Stored data entries:
= = = = = = =

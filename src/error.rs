pub type FramecastResult<T> = Result<T, FramecastError>;

#[derive(thiserror::Error, Debug)]
pub enum FramecastError {
    #[error("invalid parameter: {0}")]
    InvalidParameter(String),

    #[error("layer overlap: {0}")]
    Overlap(String),

    #[error("frame out of range: {0}")]
    OutOfRange(String),

    #[error("clip not initialized: {0}")]
    NotInitialized(String),

    #[error("resource exhausted: {0}")]
    ResourceExhausted(String),

    #[error("unsupported operation: {0}")]
    UnsupportedOperation(String),

    #[error("unsupported resize: {0}")]
    UnsupportedResize(String),

    #[error("serialization error: {0}")]
    Serde(String),

    #[error(transparent)]
    Io(#[from] std::io::Error),

    #[error(transparent)]
    Other(#[from] anyhow::Error),
}

impl FramecastError {
    pub fn invalid_parameter(msg: impl Into<String>) -> Self {
        Self::InvalidParameter(msg.into())
    }

    pub fn overlap(msg: impl Into<String>) -> Self {
        Self::Overlap(msg.into())
    }

    pub fn out_of_range(msg: impl Into<String>) -> Self {
        Self::OutOfRange(msg.into())
    }

    pub fn not_initialized(msg: impl Into<String>) -> Self {
        Self::NotInitialized(msg.into())
    }

    pub fn resource_exhausted(msg: impl Into<String>) -> Self {
        Self::ResourceExhausted(msg.into())
    }

    pub fn unsupported_operation(msg: impl Into<String>) -> Self {
        Self::UnsupportedOperation(msg.into())
    }

    pub fn unsupported_resize(msg: impl Into<String>) -> Self {
        Self::UnsupportedResize(msg.into())
    }

    pub fn serde(msg: impl Into<String>) -> Self {
        Self::Serde(msg.into())
    }
}

#[cfg(test)]
mod tests {
    use super::*;

    #[test]
    fn display_prefixes_are_stable() {
        assert!(
            FramecastError::invalid_parameter("x")
                .to_string()
                .contains("invalid parameter:")
        );
        assert!(
            FramecastError::overlap("x")
                .to_string()
                .contains("layer overlap:")
        );
        assert!(
            FramecastError::out_of_range("x")
                .to_string()
                .contains("frame out of range:")
        );
        assert!(
            FramecastError::not_initialized("x")
                .to_string()
                .contains("clip not initialized:")
        );
        assert!(
            FramecastError::resource_exhausted("x")
                .to_string()
                .contains("resource exhausted:")
        );
        assert!(
            FramecastError::unsupported_resize("x")
                .to_string()
                .contains("unsupported resize:")
        );
    }

    #[test]
    fn other_preserves_source() {
        let base = std::io::Error::other("boom");
        let err = FramecastError::Other(anyhow::Error::new(base));
        assert!(err.to_string().contains("boom"));
    }
}
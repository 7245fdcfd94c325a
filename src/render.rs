use std::sync::{
    Arc,
    atomic::{AtomicBool, AtomicU64, Ordering},
};

use rayon::prelude::*;
use tracing::{debug, warn};

use crate::{
    clip::ClipRecord,
    compute::{AcceleratorHandle, AcceleratorKind},
    decode::FrameSink,
    error::{FramecastError, FramecastResult},
    picture::Picture,
    timeline,
};

/// Batch render configuration.
#[derive(Clone, Debug)]
pub struct RenderOptions {
    pub width: u32,
    pub height: u32,
    /// Worker count; `None` uses the oversubscribed default, frame work is
    /// decode-heavy and blocks on IO.
    pub threads: Option<usize>,
    /// Strict mode fails the whole batch on the first frame error; otherwise
    /// failed frames degrade to the placeholder and are counted.
    pub strict: bool,
    pub accelerator: AcceleratorKind,
}

impl RenderOptions {
    pub fn new(width: u32, height: u32) -> Self {
        Self {
            width,
            height,
            threads: None,
            strict: false,
            accelerator: AcceleratorKind::Auto,
        }
    }
}

#[derive(Clone, Copy, Debug, Default, PartialEq, Eq)]
pub struct RenderStats {
    pub frames_total: u64,
    pub frames_rendered: u64,
    pub frames_failed: u64,
}

/// Cooperative cancellation flag shared with the caller. Checked before each
/// frame; frames already in flight still finish.
#[derive(Clone, Default)]
pub struct CancelToken {
    flag: Arc<AtomicBool>,
}

impl CancelToken {
    pub fn new() -> Self {
        Self::default()
    }

    pub fn cancel(&self) {
        self.flag.store(true, Ordering::Relaxed);
    }

    pub fn is_cancelled(&self) -> bool {
        self.flag.load(Ordering::Relaxed)
    }
}

/// IO-bound frame work wants more workers than cores.
fn default_thread_count() -> usize {
    let cores = std::thread::available_parallelism()
        .map(|n| n.get())
        .unwrap_or(1);
    (cores * 7 / 4).max(1)
}

fn build_thread_pool(threads: Option<usize>) -> FramecastResult<rayon::ThreadPool> {
    if let Some(n) = threads
        && n == 0
    {
        return Err(FramecastError::invalid_parameter(
            "render 'threads' must be >= 1 when set",
        ));
    }
    rayon::ThreadPoolBuilder::new()
        .num_threads(threads.unwrap_or_else(default_thread_count))
        .build()
        .map_err(|e| {
            FramecastError::resource_exhausted(format!("cannot build render thread pool: {e}"))
        })
}

enum FrameOutcome {
    Rendered(Picture),
    Failed(Picture),
    Cancelled,
}

/// Render `frames` and deliver them to `sink` in frame order.
///
/// Clips must be `re_init`-ed by the caller. Each rayon worker gets its own
/// accelerator handle; pictures are composited in parallel, then appended
/// strictly in order so container-style sinks see a monotone stream.
/// `progress` is invoked from worker threads with (done, total).
pub fn render_batch(
    clips: &[ClipRecord],
    frames: std::ops::Range<u32>,
    options: &RenderOptions,
    sink: &mut dyn FrameSink,
    progress: Option<&(dyn Fn(u64, u64) + Sync)>,
    cancel: &CancelToken,
) -> FramecastResult<RenderStats> {
    for clip in clips {
        if !clip.is_ready() {
            return Err(FramecastError::not_initialized(format!(
                "clip '{}' must be re_init-ed before batch rendering",
                clip.id
            )));
        }
    }

    let indices: Vec<u32> = frames.collect();
    let total = indices.len() as u64;
    let pool = build_thread_pool(options.threads)?;
    debug!(
        frames = total,
        threads = pool.current_num_threads(),
        strict = options.strict,
        "starting batch render"
    );

    let done = AtomicU64::new(0);
    let accelerator = options.accelerator;
    let outcomes = pool.install(|| {
        indices
            .par_iter()
            .map_init(
                || AcceleratorHandle::with_kind(accelerator),
                |backend, &frame| -> FramecastResult<FrameOutcome> {
                    if cancel.is_cancelled() {
                        return Ok(FrameOutcome::Cancelled);
                    }
                    let backend = backend.as_ref().map_err(|e| {
                        FramecastError::resource_exhausted(format!(
                            "cannot create worker accelerator: {e}"
                        ))
                    })?;
                    let outcome = match render_one(clips, frame, options, backend) {
                        Ok(picture) => FrameOutcome::Rendered(picture),
                        Err(err) if options.strict => return Err(err),
                        Err(err) => {
                            warn!(frame, error = %err, "frame failed, emitting placeholder");
                            FrameOutcome::Failed(timeline::placeholder(
                                options.width,
                                options.height,
                            ))
                        }
                    };
                    let finished = done.fetch_add(1, Ordering::Relaxed) + 1;
                    if let Some(cb) = progress {
                        cb(finished, total);
                    }
                    Ok(outcome)
                },
            )
            .collect::<Vec<_>>()
    });

    let mut stats = RenderStats {
        frames_total: total,
        ..RenderStats::default()
    };
    for (outcome, &frame) in outcomes.into_iter().zip(&indices) {
        match outcome? {
            FrameOutcome::Rendered(picture) => {
                sink.append(frame, &picture)?;
                stats.frames_rendered += 1;
            }
            FrameOutcome::Failed(picture) => {
                sink.append(frame, &picture)?;
                stats.frames_failed += 1;
            }
            FrameOutcome::Cancelled => break,
        }
    }
    sink.finish()?;
    Ok(stats)
}

fn render_one(
    clips: &[ClipRecord],
    frame: u32,
    options: &RenderOptions,
    backend: &AcceleratorHandle,
) -> FramecastResult<Picture> {
    let layers = timeline::resolve_layers(clips, frame, options.width, options.height)?;
    timeline::composite(&layers, frame, options.width, options.height, backend)
}

#[cfg(test)]
mod tests {
    use super::*;
    use crate::{clip::ClipSource, decode::MemorySink, model::EffectDescriptor};

    fn solid_clip(id: &str, layer: u32, start: u32, duration: u32) -> ClipRecord {
        let mut clip = ClipRecord::new(
            id,
            layer,
            start,
            duration,
            ClipSource::SolidColor {
                r: 1000,
                g: 2000,
                b: 3000,
                alpha: Some(1.0),
            },
        );
        clip.re_init().expect("solid re_init cannot fail");
        clip
    }

    #[test]
    fn zero_threads_is_rejected() {
        let clips = vec![solid_clip("a", 0, 0, 4)];
        let mut opts = RenderOptions::new(4, 4);
        opts.threads = Some(0);
        let mut sink = MemorySink::default();
        assert!(render_batch(&clips, 0..4, &opts, &mut sink, None, &CancelToken::new()).is_err());
    }

    #[test]
    fn uninitialized_clip_is_rejected_upfront() {
        let clips = vec![ClipRecord::new(
            "a",
            0,
            0,
            4,
            ClipSource::SolidColor {
                r: 0,
                g: 0,
                b: 0,
                alpha: Some(1.0),
            },
        )];
        let opts = RenderOptions::new(4, 4);
        let mut sink = MemorySink::default();
        let err = render_batch(&clips, 0..4, &opts, &mut sink, None, &CancelToken::new());
        assert!(matches!(err, Err(FramecastError::NotInitialized(_))));
    }

    #[test]
    fn batch_delivers_frames_in_order() {
        let clips = vec![solid_clip("a", 0, 0, 8)];
        let mut opts = RenderOptions::new(4, 4);
        opts.threads = Some(3);
        let mut sink = MemorySink::default();
        let stats =
            render_batch(&clips, 0..8, &opts, &mut sink, None, &CancelToken::new()).unwrap();
        assert_eq!(stats.frames_total, 8);
        assert_eq!(stats.frames_rendered, 8);
        assert_eq!(stats.frames_failed, 0);
        assert!(sink.finished);
        let order: Vec<u32> = sink.frames.iter().map(|(i, _)| *i).collect();
        assert_eq!(order, (0..8).collect::<Vec<_>>());
        assert_eq!(sink.frames[0].1.r()[0], 1000);
    }

    #[test]
    fn empty_timeline_frames_are_black() {
        let clips = vec![solid_clip("a", 0, 100, 10)];
        let opts = RenderOptions::new(2, 2);
        let mut sink = MemorySink::default();
        let stats =
            render_batch(&clips, 0..3, &opts, &mut sink, None, &CancelToken::new()).unwrap();
        assert_eq!(stats.frames_rendered, 3);
        assert_eq!(sink.frames[0].1.r()[0], 0);
    }

    fn broken_clip(id: &str, layer: u32) -> ClipRecord {
        let mut clip = solid_clip(id, layer, 0, 8);
        clip.effects.push(EffectDescriptor {
            type_name: "NoSuchEffect".to_string(),
            parameters: serde_json::Value::Null,
            enabled: true,
            index: 0,
            relative_width: None,
            relative_height: None,
        });
        clip
    }

    #[test]
    fn strict_mode_propagates_frame_errors() {
        let clips = vec![broken_clip("bad", 0)];
        let mut opts = RenderOptions::new(4, 4);
        opts.strict = true;
        let mut sink = MemorySink::default();
        assert!(render_batch(&clips, 0..4, &opts, &mut sink, None, &CancelToken::new()).is_err());
    }

    #[test]
    fn resilient_mode_counts_placeholder_frames() {
        let clips = vec![broken_clip("bad", 0)];
        let opts = RenderOptions::new(4, 4);
        let mut sink = MemorySink::default();
        let stats =
            render_batch(&clips, 0..4, &opts, &mut sink, None, &CancelToken::new()).unwrap();
        assert_eq!(stats.frames_failed, 4);
        assert_eq!(stats.frames_rendered, 0);
        assert_eq!(sink.frames.len(), 4);
    }

    #[test]
    fn cancelled_token_stops_new_frames() {
        let clips = vec![solid_clip("a", 0, 0, 100)];
        let opts = RenderOptions::new(2, 2);
        let cancel = CancelToken::new();
        cancel.cancel();
        let mut sink = MemorySink::default();
        let stats = render_batch(&clips, 0..100, &opts, &mut sink, None, &cancel).unwrap();
        assert_eq!(stats.frames_rendered, 0);
        assert!(sink.frames.is_empty());
    }

    #[test]
    fn progress_reaches_total() {
        let clips = vec![solid_clip("a", 0, 0, 6)];
        let opts = RenderOptions::new(2, 2);
        let seen = AtomicU64::new(0);
        let progress = |done: u64, _total: u64| {
            seen.fetch_max(done, Ordering::Relaxed);
        };
        let mut sink = MemorySink::default();
        render_batch(
            &clips,
            0..6,
            &opts,
            &mut sink,
            Some(&progress),
            &CancelToken::new(),
        )
        .unwrap();
        assert_eq!(seen.load(Ordering::Relaxed), 6);
    }
}
#[cfg(test)]
mod tests {
    use super::*;

    fn gradient(w: u32, h: u32) -> Picture {
        let pixels = (w * h) as usize;
        let r: Vec<u16> = (0..pixels).map(|i| (i * 13 % 65536) as u16).collect();
        let g: Vec<u16> = (0..pixels).map(|i| (i * 29 % 65536) as u16).collect();
        let b: Vec<u16> = (0..pixels).map(|i| (i * 41 % 65536) as u16).collect();
        Picture::new(w, h, r, g, b, None).unwrap()
    }

    #[test]
    fn new_rejects_channel_mismatch() {
        let err = Picture::new(2, 2, vec![0; 3], vec![0; 4], vec![0; 4], None);
        assert!(matches!(err, Err(FramecastError::InvalidParameter(_))));
    }

    #[test]
    fn solid_alpha_presence_follows_argument() {
        assert!(!Picture::solid(4, 4, 1, 2, 3, None).has_alpha());
        assert!(Picture::solid(4, 4, 1, 2, 3, Some(0.5)).has_alpha());
    }

    #[test]
    fn ensure_alpha_is_idempotent() {
        let mut p = Picture::solid(2, 2, 9, 9, 9, None);
        p.ensure_alpha();
        let first = p.alpha().unwrap().to_vec();
        p.ensure_alpha();
        assert_eq!(p.alpha().unwrap(), &first[..]);
        assert!(first.iter().all(|&a| a == 1.0));
    }

    #[test]
    fn resize_identity_returns_equal_buffer() {
        let p = gradient(8, 6);
        let q = p.resize(8, 6, false).unwrap();
        assert_eq!(p, q);
    }

    #[test]
    fn resize_exact_round_trip_preserves_samples() {
        let p = gradient(4, 4);
        let big = p.resize(8, 8, false).unwrap();
        let back = big.resize(4, 4, false).unwrap();
        assert_eq!(p, back);
    }

    #[test]
    fn resize_non_exact_requires_flag() {
        let p = gradient(4, 4);
        assert!(matches!(
            p.resize(5, 5, false),
            Err(FramecastError::UnsupportedResize(_))
        ));
        let q = p.resize(5, 5, true).unwrap();
        assert_eq!((q.width(), q.height()), (5, 5));
    }

    #[test]
    fn crop_extracts_subrect() {
        let p = gradient(4, 4);
        let c = p.crop(1, 1, 2, 2).unwrap();
        assert_eq!(c.r()[0], p.r()[1 * 4 + 1]);
        assert_eq!(c.r()[3], p.r()[2 * 4 + 2]);
    }

    #[test]
    fn crop_rejects_out_of_bounds() {
        let p = gradient(4, 4);
        assert!(p.crop(3, 3, 2, 2).is_err());
        assert!(p.crop(0, 0, 0, 1).is_err());
    }

    #[test]
    fn place_clips_and_keeps_rest_transparent() {
        let src = Picture::solid(2, 2, 100, 200, 300, None);
        let out = src.place_onto(3, 3, 2, 2);
        assert_eq!(out.r()[2 * 3 + 2], 100);
        assert_eq!(out.alpha_at(2 * 3 + 2), 1.0);
        assert_eq!(out.alpha_at(0), 0.0);

        let neg = src.place_onto(3, 3, -1, -1);
        assert_eq!(neg.r()[0], 100);
        assert_eq!(neg.alpha_at(0), 1.0);
    }

    #[test]
    fn fit_dimensions_fits_to_max_axis() {
        assert_eq!(fit_dimensions(200, 100, 100, 100), (100, 50));
        assert_eq!(fit_dimensions(100, 200, 100, 100), (50, 100));
        assert_eq!(fit_dimensions(1, 1000, 10, 10), (1, 10));
    }

    #[test]
    fn bitmask_nearest_sample() {
        let m = BitMask::new(2, 2, vec![true, false, false, true]).unwrap();
        assert!(m.sample(0, 0, 4, 4));
        assert!(!m.sample(3, 0, 4, 4));
        assert!(m.sample(3, 3, 4, 4));
    }
}
/// Two-stage matting pipeline: a provider derives an intermediate value from
/// one picture, a generator consumes it against another. Calling a stage
/// outside its role is a programming error.
#[derive(Clone, Debug, PartialEq)]
pub enum BindableEffect {
    /// Foreground/background mask keyed on Euclidean distance to a color.
    MattingMaskSource { key: (u16, u16, u16), tolerance: f32 },
    /// Cuts the target to the mask: `false` pixels become transparent black.
    MaskApply,
}

impl BindableEffect {
    pub fn role(&self) -> Role {
        match self {
            BindableEffect::MattingMaskSource { .. } => Role::ValueProvider,
            BindableEffect::MaskApply => Role::ResultGenerator,
        }
    }

    pub fn provide(&self, src: &Picture) -> FramecastResult<BoundValue> {
        match *self {
            BindableEffect::MattingMaskSource { key, tolerance } => {
                let (kr, kg, kb) = key;
                let (kr, kg, kb) = (kr as f32 / 257.0, kg as f32 / 257.0, kb as f32 / 257.0);
                let threshold = tolerance * tolerance * (255.0 * 255.0 * 3.0);
                let n = src.pixel_count();
                let mut data = Vec::with_capacity(n);
                for i in 0..n {
                    let dr = src.r()[i] as f32 / 257.0 - kr;
                    let dg = src.g()[i] as f32 / 257.0 - kg;
                    let db = src.b()[i] as f32 / 257.0 - kb;
                    let dist2 = dr * dr + dg * dg + db * db;
                    data.push(dist2 >= threshold);
                }
                Ok(BoundValue::Mask(BitMask::new(src.width(), src.height(), data)?))
            }
            BindableEffect::MaskApply => Err(FramecastError::unsupported_operation(
                "MaskApply is a result generator, not a value provider",
            )),
        }
    }

    pub fn generate(&self, value: &BoundValue, target: &Picture) -> FramecastResult<Picture> {
        match self {
            BindableEffect::MaskApply => {
                let BoundValue::Mask(mask) = value;
                let n = target.pixel_count();
                let mut r = target.r().to_vec();
                let mut g = target.g().to_vec();
                let mut b = target.b().to_vec();
                let mut alpha = match target.alpha() {
                    Some(a) => a.to_vec(),
                    None => vec![1.0; n],
                };
                for y in 0..target.height() {
                    for x in 0..target.width() {
                        if !mask.sample(x, y, target.width(), target.height()) {
                            let i = (y * target.width() + x) as usize;
                            r[i] = 0;
                            g[i] = 0;
                            b[i] = 0;
                            alpha[i] = 0.0;
                        }
                    }
                }
                Picture::new(target.width(), target.height(), r, g, b, Some(alpha))
            }
            BindableEffect::MattingMaskSource { .. } => {
                Err(FramecastError::unsupported_operation(
                    "MattingMaskSource is a value provider, not a result generator",
                ))
            }
        }
    }
}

= = = = = = =

* **TASK ITEM**
Scan the records for the word "AtomicBool", and copy each line where it is found.

* **YOUR SOLUTION**
    atomic::{AtomicBool, AtomicU64, Ordering},
    flag: Arc<AtomicBool>,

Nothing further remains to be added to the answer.